Carving up your nonprofit

I wanted to share an excerpt from great post from Adam Thurmon’s Mission Paradox blog (it’s a long excerpt, so it’s pasted in below).

The question Adam was asked was whether it makes sense to have both an Executive Director and an Artistic Director as equal co-leads of an arts organization.

I’ll leave you to read the excerpt and encourage you to read the post as well.  What strikes me is that Adam is pointing out an important (mis)management theme that can pervade the nonprofit sector: the notion that there’s the “real work” (the art, the programs, the care you provide) and the “business stuff” (raising money, working with the Board, keeping the lights on, marketing🙂, and that somehow these things can and should be separated out.

It’s not about business taking over nonprofits, it’s about recognizing that any organization that has a purpose in the world needs to be integrated both in how it delivers its services and in how it runs its operations.
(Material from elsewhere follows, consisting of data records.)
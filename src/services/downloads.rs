// src/services/downloads.rs
use crate::errors::DashboardError;
use crate::services::api_client::{DownloadKind, VideoApi};
use bytes::Bytes;
use log::info;
use std::io::Write;
use std::path::{Path, PathBuf};

/// Saves downloaded blobs into a directory.
///
/// Each blob is staged in a temp file next to its destination and renamed
/// into place once fully written. The staging file is removed on every
/// failure path, so repeated downloads never leave partial files behind.
#[derive(Debug, Clone)]
pub struct Downloader {
    dir: PathBuf,
}

impl Downloader {
    pub fn new(dir: impl Into<PathBuf>) -> Self {
        Self { dir: dir.into() }
    }

    pub fn dir(&self) -> &Path {
        &self.dir
    }

    pub async fn download(
        &self,
        api: &dyn VideoApi,
        task_id: &str,
        kind: DownloadKind,
        filename: Option<&str>,
    ) -> Result<PathBuf, DashboardError> {
        let blob = api.download(task_id, kind).await?;
        let name = filename
            .map(str::to_string)
            .unwrap_or_else(|| kind.default_filename(task_id));
        let path = self.save(&name, blob).await?;
        info!("Saved {:?} for task {} to {}", kind, task_id, path.display());
        Ok(path)
    }

    pub async fn save(&self, filename: &str, blob: Bytes) -> Result<PathBuf, DashboardError> {
        let name = Path::new(filename)
            .file_name()
            .ok_or_else(|| DashboardError::Validation(format!("Invalid file name: {}", filename)))?
            .to_owned();
        let dir = self.dir.clone();

        tokio::task::spawn_blocking(move || -> Result<PathBuf, DashboardError> {
            std::fs::create_dir_all(&dir)?;
            let target = dir.join(name);

            let mut staged = tempfile::NamedTempFile::new_in(&dir)?;
            staged.write_all(&blob)?;
            staged.as_file().sync_all()?;
            staged
                .persist(&target)
                .map_err(|e| DashboardError::Io(e.error.to_string()))?;
            Ok(target)
        })
        .await
        .map_err(|e| DashboardError::Io(format!("Download writer failed: {}", e)))?
    }
}
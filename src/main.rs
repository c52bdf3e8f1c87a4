//! Demand pager - command line driver
//!
//! Usage:
//!   demand-pager run   [OPTIONS]                         seeded self-checking run
//!   demand-pager trace [OPTIONS] <image> <trace>         replay an access trace
//!
//! Geometry options (both commands):
//!   --page-bits <B>    page size = 2^B bytes (default 12)
//!   --pages <P>        virtual pages (default 1024)
//!   --frames <F>       physical frames (default 16)
//!   -v, --verbose      repeat for debug / trace output

use std::path::PathBuf;
use std::process;

use anyhow::{Context, Result, bail};
use clap::{Args, Parser, Subcommand};
use log::info;

use demand_pager::constants::{FRAME_COUNT, PAGE_BITS, TOTAL_PAGES};
use demand_pager::harness::{Harness, HarnessConfig};
use demand_pager::io::{self, TraceOp};
use demand_pager::{PagerConfig, VmManager, logging};

#[derive(Parser)]
#[command(name = "demand-pager", about = "Demand-paged virtual memory simulator with LRU replacement")]
struct Cli {
    /// Increase log verbosity (-v info, -vv debug, -vvv trace)
    #[arg(short, long, action = clap::ArgAction::Count, global = true)]
    verbose: u8,

    #[command(subcommand)]
    command: Command,
}

#[derive(Subcommand)]
enum Command {
    /// Seed a random store and verify reads and writes against a shadow copy
    Run(RunArgs),
    /// Replay a trace file against a backing-store image
    Trace(TraceArgs),
}

#[derive(Args)]
struct Geometry {
    #[arg(long, default_value_t = PAGE_BITS)]
    page_bits: u32,
    #[arg(long = "pages", default_value_t = TOTAL_PAGES)]
    total_pages: usize,
    #[arg(long = "frames", default_value_t = FRAME_COUNT)]
    frame_count: usize,
}

impl Geometry {
    fn config(&self) -> Result<PagerConfig> {
        PagerConfig::new(self.page_bits, self.total_pages, self.frame_count).context("invalid geometry")
    }
}

#[derive(Args)]
struct RunArgs {
    #[command(flatten)]
    geometry: Geometry,
    #[arg(long, default_value_t = 1)]
    seed: u64,
    #[arg(long, default_value_t = 1001)]
    reads: usize,
    #[arg(long, default_value_t = 101)]
    writes: usize,
    #[arg(long, default_value_t = 17)]
    verify: usize,
    #[arg(long, default_value_t = 2501)]
    dense: usize,
    /// Check page table / LRU invariants after every access
    #[arg(long)]
    check: bool,
}

#[derive(Args)]
struct TraceArgs {
    #[command(flatten)]
    geometry: Geometry,
    /// Backing-store image, exactly pages * page size bytes
    image: PathBuf,
    /// Trace of `r <addr>` / `w <addr> <value>` lines
    trace: PathBuf,
    /// Write read results here instead of stdout
    #[arg(short, long)]
    output: Option<PathBuf>,
    /// Write the flushed backing store here afterwards
    #[arg(long)]
    dump: Option<PathBuf>,
}

fn main() {
    let cli = Cli::parse();

    if let Err(e) = logging::init(cli.verbose) {
        eprintln!("Error: {}", e);
        process::exit(1);
    }

    if let Err(e) = run(cli.command) {
        eprintln!("Error: {:#}", e);
        process::exit(1);
    }
}

fn run(command: Command) -> Result<()> {
    match command {
        Command::Run(args) => run_harness(&args),
        Command::Trace(args) => run_trace(&args),
    }
}

fn run_harness(args: &RunArgs) -> Result<()> {
    let config = args.geometry.config()?;
    let hc = HarnessConfig {
        seed: args.seed,
        reads: args.reads,
        writes: args.writes,
        verify_reads: args.verify,
        dense_reads: args.dense,
        check: args.check,
        ..HarnessConfig::default()
    };
    info!("running harness with seed {}", hc.seed);

    let report = Harness::run(config, &hc).context("harness run failed")?;
    println!("ok: {}", report.stats);
    Ok(())
}

fn run_trace(args: &TraceArgs) -> Result<()> {
    let config = args.geometry.config()?;
    let image = io::read_image(&args.image, config.store_size()).map_err(anyhow::Error::msg)?;
    let ops = io::read_trace(&args.trace).map_err(anyhow::Error::msg)?;
    if ops.is_empty() {
        bail!("trace {} contains no accesses", args.trace.display());
    }
    info!("replaying {} accesses from {}", ops.len(), args.trace.display());

    let mut vm = VmManager::from_bytes(config, image)?;
    let mut results = Vec::new();
    for (i, op) in ops.iter().enumerate() {
        match *op {
            TraceOp::Read(va) => {
                let value = vm.get_byte(va).with_context(|| format!("access {}: read {}", i, va))?;
                results.push(value);
            }
            TraceOp::Write(va, value) => {
                vm.set_byte(va, value).with_context(|| format!("access {}: write {}", i, va))?;
            }
        }
    }
    info!("{}", vm.stats());

    match &args.output {
        Some(path) => io::write_results(path, &results).map_err(anyhow::Error::msg)?,
        None => print!("{}", io::format_results(&results)),
    }

    if let Some(path) = &args.dump {
        let store = vm.into_backing_store()?;
        io::write_image(path, &store.into_bytes()).map_err(anyhow::Error::msg)?;
    }
    Ok(())
}
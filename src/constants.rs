// page geometry: 4 KiB pages, virtual address = [page number | offset]
pub const PAGE_BITS: u32 = 12;
pub const PAGE_SIZE: usize = 1 << PAGE_BITS;

// virtual addresses are u32
pub const VA_BITS: u32 = 32;

// 4 MiB backing store
pub const TOTAL_PAGES: usize = 1024;
pub const STORE_SIZE: usize = TOTAL_PAGES * PAGE_SIZE;

// 64 KiB physical memory
pub const FRAME_COUNT: usize = 16;
pub const PM_SIZE: usize = FRAME_COUNT * PAGE_SIZE;
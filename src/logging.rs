//! Stderr logging for the command-line driver
//!
//! Implements the `log` facade so the engine's `debug!`/`trace!` output shows
//! up when the binary is run with `-v`.

use std::io::Write;

use log::{LevelFilter, Log, Metadata, Record, SetLoggerError};

pub static LOGGER: StderrLogger = StderrLogger;

pub struct StderrLogger;

impl Log for StderrLogger {
    fn enabled(&self, metadata: &Metadata) -> bool {
        metadata.level() <= log::max_level()
    }

    /// Formats messages as "[LEVEL] message"
    fn log(&self, record: &Record) {
        if self.enabled(record.metadata()) {
            let mut err = std::io::stderr().lock();
            let _ = writeln!(err, "[{}] {}", record.level(), record.args());
        }
    }

    fn flush(&self) {
        let _ = std::io::stderr().flush();
    }
}

/// Map a `-v` count onto a level filter: warn, info, debug, trace
pub fn level_for(verbosity: u8) -> LevelFilter {
    match verbosity {
        0 => LevelFilter::Warn,
        1 => LevelFilter::Info,
        2 => LevelFilter::Debug,
        _ => LevelFilter::Trace,
    }
}

/// Install the logger; fails if another logger is already set
pub fn init(verbosity: u8) -> Result<(), SetLoggerError> {
    log::set_logger(&LOGGER).map(|()| log::set_max_level(level_for(verbosity)))
}
impl VmManager {
    pub fn new(config: PagerConfig, store: BackingStore) -> Result<Self> {
        config.validate()?;
        let actual = store.as_bytes().len();
        if store.total_pages() != config.total_pages || actual != config.store_size() {
            return Err(PagingError::StoreSize {
                expected: config.store_size(),
                actual,
            });
        }
        info!(
            "vm manager: {} pages x {} bytes, {} frames",
            config.total_pages,
            config.page_size(),
            config.frame_count
        );
        Ok(VmManager {
            page_table: PageTable::new(config.total_pages),
            lru: LruQueue::new(config.total_pages),
            pm: PhysicalMemory::new(&config),
            store,
            config,
            next_free: 0,
            stats: PagingStats::default(),
        })
    }

    /// Build a manager over raw store contents
    pub fn from_bytes(config: PagerConfig, data: Vec<u8>) -> Result<Self> {
        config.validate()?;
        let store = BackingStore::new(data, &config)?;
        Self::new(config, store)
    }

    /// Read one byte at a virtual address
    pub fn get_byte(&mut self, va: u32) -> Result<u8> {
        let va = VirtualAddress::from_raw(va, &self.config)?;
        let access = self.ensure_resident(va.page)?;
        let pa = self.physical_address(&va)?;
        let value = self.pm.read_byte(pa);
        self.stats.reads += 1;
        trace!("read {} -> PA {} = {} ({:?})", va, pa, value, access);
        Ok(value)
    }

    /// Write one byte at a virtual address, marking its page dirty
    pub fn set_byte(&mut self, va: u32, value: u8) -> Result<()> {
        let va = VirtualAddress::from_raw(va, &self.config)?;
        let access = self.ensure_resident(va.page)?;
        self.page_table.set_dirty(va.page)?;
        let pa = self.physical_address(&va)?;
        self.pm.write_byte(pa, value);
        self.stats.writes += 1;
        trace!("write {} -> PA {} = {} ({:?})", va, pa, value, access);
        Ok(())
    }

    /// Write every dirty resident page back to the store. Pages stay resident.
    pub fn flush(&mut self) -> Result<usize> {
        let dirty: Vec<(usize, usize)> = self
            .page_table
            .resident()
            .filter(|&(_, _, dirty)| dirty)
            .map(|(page, frame, _)| (page, frame))
            .collect();
        for &(page, frame) in &dirty {
            self.write_back(page, frame)?;
        }
        if !dirty.is_empty() {
            debug!("flushed {} dirty pages", dirty.len());
        }
        Ok(dirty.len())
    }

    /// Flush and hand back the store
    pub fn into_backing_store(mut self) -> Result<BackingStore> {
        self.flush()?;
        Ok(self.store)
    }

    pub fn config(&self) -> &PagerConfig {
        &self.config
    }

    pub fn stats(&self) -> PagingStats {
        self.stats
    }

    pub fn backing_store(&self) -> &BackingStore {
        &self.store
    }

    pub fn is_resident(&self, page: usize) -> bool {
        self.page_table.is_present(page)
    }

    pub fn page_state(&self, page: usize) -> Result<PageState> {
        self.page_table.state(page)
    }

    /// Resident pages from most to least recently used
    pub fn resident_pages(&self) -> Vec<usize> {
        self.lru.iter().collect()
    }

    /// Next page to be evicted
    pub fn lru_victim(&self) -> Option<usize> {
        self.lru.tail()
    }

    /// Cross-check page table, LRU queue and frame ownership
    pub fn check_invariants(&self) -> Result<()> {
        let resident = self.page_table.resident_count();
        if resident > self.config.frame_count {
            return Err(PagingError::InvariantViolation(format!(
                "{} resident pages exceed {} frames",
                resident, self.config.frame_count
            )));
        }
        if self.lru.len() != resident {
            return Err(PagingError::InvariantViolation(format!(
                "LRU queue holds {} pages, page table {}",
                self.lru.len(),
                resident
            )));
        }
        if self.lru.iter().take(resident + 1).count() != resident {
            return Err(PagingError::InvariantViolation("LRU queue links are broken".into()));
        }

        let mut owner = vec![None; self.config.frame_count];
        for (page, frame, _) in self.page_table.resident() {
            if frame >= self.next_free {
                return Err(PagingError::InvariantViolation(format!(
                    "page {} maps unallocated frame {}",
                    page, frame
                )));
            }
            if let Some(other) = owner[frame].replace(page) {
                return Err(PagingError::InvariantViolation(format!(
                    "frame {} owned by pages {} and {}",
                    frame, other, page
                )));
            }
            if !self.lru.contains(page) {
                return Err(PagingError::InvariantViolation(format!(
                    "resident page {} missing from LRU queue",
                    page
                )));
            }
        }
        Ok(())
    }

    /// Fault `page` in if needed and mark it most recently used
    fn ensure_resident(&mut self, page: usize) -> Result<Access> {
        let access = if self.page_table.is_present(page) {
            Access::Resident
        } else {
            self.fault_in(page)?;
            Access::Fault
        };
        self.lru.touch(page)?;
        Ok(access)
    }

    fn fault_in(&mut self, page: usize) -> Result<()> {
        self.stats.faults += 1;
        let frame = if self.page_table.resident_count() >= self.config.frame_count {
            self.evict_lru()?
        } else {
            self.allocate_frame()?
        };

        let bytes = self.store.read_page(page)?;
        self.pm.load_frame(frame, bytes);
        self.page_table.mark_present(page, frame)?;
        self.lru.insert_new(page)?;
        debug!("page fault: page {} -> frame {}", page, frame);
        Ok(())
    }

    /// Evict the LRU page, writing it back if dirty, and return its frame
    fn evict_lru(&mut self) -> Result<usize> {
        let victim = self.lru.evict().map_err(|e| match e {
            PagingError::QueueEmpty => PagingError::InvariantViolation(format!(
                "memory full with {} resident pages but LRU queue is empty",
                self.page_table.resident_count()
            )),
            other => other,
        })?;
        let state = self.page_table.state(victim)?;
        let frame = state.frame().ok_or_else(|| {
            PagingError::InvariantViolation(format!("evicted page {} was not present", victim))
        })?;
        if state.is_dirty() {
            self.write_back(victim, frame)?;
        }
        self.page_table.mark_absent(victim)?;
        self.stats.evictions += 1;
        debug!("evicted page {} from frame {}", victim, frame);
        Ok(frame)
    }

    fn allocate_frame(&mut self) -> Result<usize> {
        if self.next_free >= self.config.frame_count {
            return Err(PagingError::InvariantViolation(format!(
                "no free frame with only {} resident pages",
                self.page_table.resident_count()
            )));
        }
        let frame = self.next_free;
        self.next_free += 1;
        Ok(frame)
    }

    fn write_back(&mut self, page: usize, frame: usize) -> Result<()> {
        self.store.write_page(page, self.pm.frame(frame))?;
        self.page_table.clear_dirty(page)?;
        self.stats.writebacks += 1;
        debug!("wrote back page {} from frame {}", page, frame);
        Ok(())
    }

    fn physical_address(&self, va: &VirtualAddress) -> Result<usize> {
        let frame = self.page_table.frame_of(va.page)?;
        Ok(translation::translate(va, frame, self.config.page_bits))
    }
}
use crate::config::PagerConfig;
use crate::error::{PagingError, Result};

/// Physical memory: `frame_count` frames of `page_size` bytes
pub struct PhysicalMemory {
    data: Box<[u8]>,
    page_bits: u32,
}

impl PhysicalMemory {
    /// Create a new physical memory initialized to all zeros
    pub fn new(config: &PagerConfig) -> Self {
        PhysicalMemory {
            data: vec![0u8; config.memory_size()].into_boxed_slice(),
            page_bits: config.page_bits,
        }
    }

    #[inline]
    pub fn read_byte(&self, address: usize) -> u8 {
        self.data[address]
    }

    #[inline]
    pub fn write_byte(&mut self, address: usize, value: u8) {
        self.data[address] = value;
    }

    /// Copy a whole page into a frame
    pub fn load_frame(&mut self, frame: usize, bytes: &[u8]) {
        let start = self.frame_to_address(frame);
        self.data[start..start + bytes.len()].copy_from_slice(bytes);
    }

    /// Current contents of a frame
    pub fn frame(&self, frame: usize) -> &[u8] {
        let start = self.frame_to_address(frame);
        &self.data[start..start + (1 << self.page_bits)]
    }

    /// Calculate the starting address of a frame
    #[inline]
    pub fn frame_to_address(&self, frame: usize) -> usize {
        frame << self.page_bits
    }
}

/// Backing store - the permanent home of every page
pub struct BackingStore {
    data: Vec<u8>,
    page_bits: u32,
    total_pages: usize,
}

impl BackingStore {
    /// Wrap `data`, which must hold exactly `total_pages * page_size` bytes
    pub fn new(data: Vec<u8>, config: &PagerConfig) -> Result<Self> {
        let expected = config.store_size();
        if data.len() != expected {
            return Err(PagingError::StoreSize { expected, actual: data.len() });
        }
        Ok(BackingStore {
            data,
            page_bits: config.page_bits,
            total_pages: config.total_pages,
        })
    }

    pub fn read_page(&self, page: usize) -> Result<&[u8]> {
        let range = self.page_range(page)?;
        Ok(&self.data[range])
    }

    pub fn write_page(&mut self, page: usize, bytes: &[u8]) -> Result<()> {
        let range = self.page_range(page)?;
        if bytes.len() != range.len() {
            return Err(PagingError::StoreSize {
                expected: range.len(),
                actual: bytes.len(),
            });
        }
        self.data[range].copy_from_slice(bytes);
        Ok(())
    }

    /// Read a byte straight from the store, bypassing paging
    pub fn read_byte(&self, offset: usize) -> Result<u8> {
        self.data.get(offset).copied().ok_or(PagingError::AddressOutOfRange {
            page: offset >> self.page_bits,
            total_pages: self.total_pages,
        })
    }

    pub fn total_pages(&self) -> usize {
        self.total_pages
    }

    pub fn as_bytes(&self) -> &[u8] {
        &self.data
    }

    pub fn into_bytes(self) -> Vec<u8> {
        self.data
    }

    fn page_range(&self, page: usize) -> Result<std::ops::Range<usize>> {
        if page >= self.total_pages {
            return Err(PagingError::AddressOutOfRange {
                page,
                total_pages: self.total_pages,
            });
        }
        let start = page << self.page_bits;
        Ok(start..start + (1 << self.page_bits))
    }
}
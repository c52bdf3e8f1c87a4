use crate::constants::*;
use crate::error::{PagingError, Result};

/// Geometry of the simulated machine, fixed at construction
#[derive(Debug, Clone, Copy, PartialEq, Eq)]
pub struct PagerConfig {
    pub page_bits: u32,
    pub total_pages: usize,
    pub frame_count: usize,
}

impl PagerConfig {
    pub fn new(page_bits: u32, total_pages: usize, frame_count: usize) -> Result<Self> {
        let config = PagerConfig { page_bits, total_pages, frame_count };
        config.validate()?;
        Ok(config)
    }

    /// Build from a page size in bytes, which must be a power of two
    pub fn from_page_size(page_size: usize, total_pages: usize, frame_count: usize) -> Result<Self> {
        if !page_size.is_power_of_two() {
            return Err(PagingError::InvalidConfig(format!(
                "page size {} is not a power of two",
                page_size
            )));
        }
        Self::new(page_size.trailing_zeros(), total_pages, frame_count)
    }

    pub fn with_page_bits(mut self, page_bits: u32) -> Self {
        self.page_bits = page_bits;
        self
    }

    pub fn with_total_pages(mut self, total_pages: usize) -> Self {
        self.total_pages = total_pages;
        self
    }

    pub fn with_frame_count(mut self, frame_count: usize) -> Self {
        self.frame_count = frame_count;
        self
    }

    pub fn validate(&self) -> Result<()> {
        if self.page_bits > VA_BITS {
            return Err(PagingError::InvalidConfig(format!(
                "page bits {} exceed a {}-bit address",
                self.page_bits, VA_BITS
            )));
        }
        if self.total_pages == 0 {
            return Err(PagingError::InvalidConfig("total pages must be non-zero".into()));
        }
        if self.frame_count == 0 || self.frame_count > self.total_pages {
            return Err(PagingError::InvalidConfig(format!(
                "frame count {} outside 1..={}",
                self.frame_count, self.total_pages
            )));
        }
        let max_pages = 1u64 << (VA_BITS - self.page_bits);
        if self.total_pages as u64 > max_pages {
            return Err(PagingError::InvalidConfig(format!(
                "{} pages of {} bytes exceed a {}-bit address space",
                self.total_pages,
                self.page_size(),
                VA_BITS
            )));
        }
        Ok(())
    }

    #[inline]
    pub fn page_size(&self) -> usize {
        1 << self.page_bits
    }

    #[inline]
    pub fn offset_mask(&self) -> u32 {
        ((1u64 << self.page_bits) - 1) as u32
    }

    /// Bytes in the backing store
    pub fn store_size(&self) -> usize {
        self.total_pages * self.page_size()
    }

    /// Bytes in physical memory
    pub fn memory_size(&self) -> usize {
        self.frame_count * self.page_size()
    }
}

impl Default for PagerConfig {
    fn default() -> Self {
        PagerConfig {
            page_bits: PAGE_BITS,
            total_pages: TOTAL_PAGES,
            frame_count: FRAME_COUNT,
        }
    }
}

#[cfg(test)]
mod tests {
    use super::*;

    #[test]
    fn test_default_geometry() {
        let config = PagerConfig::default();
        assert!(config.validate().is_ok());
        assert_eq!(config.page_size(), PAGE_SIZE);
        assert_eq!(config.store_size(), STORE_SIZE);
        assert_eq!(config.memory_size(), PM_SIZE);
        assert_eq!(config.offset_mask(), 0xFFF);
    }

    #[test]
    fn test_from_page_size() {
        let config = PagerConfig::from_page_size(4096, 8, 4).unwrap();
        assert_eq!(config.page_bits, 12);

        let err = PagerConfig::from_page_size(3000, 8, 4).unwrap_err();
        assert!(matches!(err, PagingError::InvalidConfig(_)));
    }

    #[test]
    fn test_frame_count_bounds() {
        assert!(PagerConfig::new(12, 8, 0).is_err());
        assert!(PagerConfig::new(12, 8, 9).is_err());
        assert!(PagerConfig::new(12, 8, 8).is_ok());
        assert!(PagerConfig::new(12, 8, 1).is_ok());
    }

    #[test]
    fn test_rejects_oversized_address_space() {
        // 2^20 pages of 2^13 bytes = 2^33
        assert!(PagerConfig::new(13, 1 << 20, 4).is_err());
        assert!(PagerConfig::new(12, 1 << 20, 4).is_ok());
    }

    #[test]
    fn test_page_size_one() {
        let config = PagerConfig::from_page_size(1, 8, 4).unwrap();
        assert_eq!(config.page_bits, 0);
        assert_eq!(config.page_size(), 1);
        assert_eq!(config.offset_mask(), 0);
        assert_eq!(config.store_size(), 8);
    }

    #[test]
    fn test_single_page_covers_whole_address_space() {
        let config = PagerConfig::new(32, 1, 1).unwrap();
        assert_eq!(config.offset_mask(), u32::MAX);
        assert!(PagerConfig::new(32, 2, 1).is_err());
        assert!(PagerConfig::new(33, 1, 1).is_err());
    }

    #[test]
    fn test_huge_page_count_is_an_error() {
        let err = PagerConfig::new(12, usize::MAX, 1).unwrap_err();
        assert!(matches!(err, PagingError::InvalidConfig(_)));
        assert!(PagerConfig::new(0, usize::MAX, usize::MAX).is_err());
        assert!(PagerConfig::new(12, (1 << 20) + 1, 1).is_err());
    }

    #[test]
    fn test_builder_methods() {
        let config = PagerConfig::default()
            .with_page_bits(8)
            .with_total_pages(32)
            .with_frame_count(2);
        assert_eq!(config, PagerConfig::new(8, 32, 2).unwrap());
    }
}
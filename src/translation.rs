use crate::config::PagerConfig;
use crate::error::{PagingError, Result};

/// Represents the decomposed components of a Virtual Address
///
/// ```text
/// [31 ............ page_bits | page_bits-1 ........ 0]
/// |------- page number -------|-------- offset -------|
/// ```
#[derive(Debug, Clone, Copy, PartialEq, Eq)]
pub struct VirtualAddress {
    pub va: u32,
    pub page: usize,
    pub offset: u32,
}

impl VirtualAddress {
    /// Decompose a raw VA, rejecting pages beyond the page table
    pub fn from_raw(va: u32, config: &PagerConfig) -> Result<Self> {
        let page = page_number(va, config.page_bits);
        if page >= config.total_pages {
            return Err(PagingError::AddressOutOfRange {
                page,
                total_pages: config.total_pages,
            });
        }
        Ok(VirtualAddress {
            va,
            page,
            offset: va & config.offset_mask(),
        })
    }
}

impl std::fmt::Display for VirtualAddress {
    fn fmt(&self, f: &mut std::fmt::Formatter<'_>) -> std::fmt::Result {
        write!(f, "VA({}) = (p={}, w={})", self.va, self.page, self.offset)
    }
}

// page_bits may be 32, which a u32 shift cannot express
#[inline]
pub fn page_number(va: u32, page_bits: u32) -> usize {
    (va as u64 >> page_bits) as usize
}

/// Physical address of `va` once its page lives in `frame`
#[inline]
pub fn translate(va: &VirtualAddress, frame: usize, page_bits: u32) -> usize {
    (frame << page_bits) | va.offset as usize
}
You can’t chop it up and separate it out any more than that.

In today’s world, your brand is every person who talks to anyone outside your organization; your culture is defined by how you treat each person who works for and with you; your message is owned and nurtured mostly by people who are not on your payroll.

And it’s all the important in mission-driven organizations (artistic, humanitarian, religious, you name it) that every person feels like they are part of advancing that mission.

This is why people are showing up to work every day.

Why would you squander that?

Here’s what Adam has to say about this:

“We still have arts orgs running with the simplistic notion that having artistic decisions over here (run by one person) and business decisions over here (run by another) is the most viable way to structure an organization.

Again, this creates an environment where one side can easily place blame for any challenges the org may be having on the other side . . .

“If we were doing better art we could raise more money.”

“We do great art, too bad the business folks don’t know how to sell it.”

Instead of recognizing what most of us who have been in this game for a while clearly see . . .

Artistic decisions ARE business decis ions.

Business decisions ARE artistic decisions.

You know this.

Everyone knows this.

So why are we taking ultimately singular decisions and placing them in the hands of seperate people?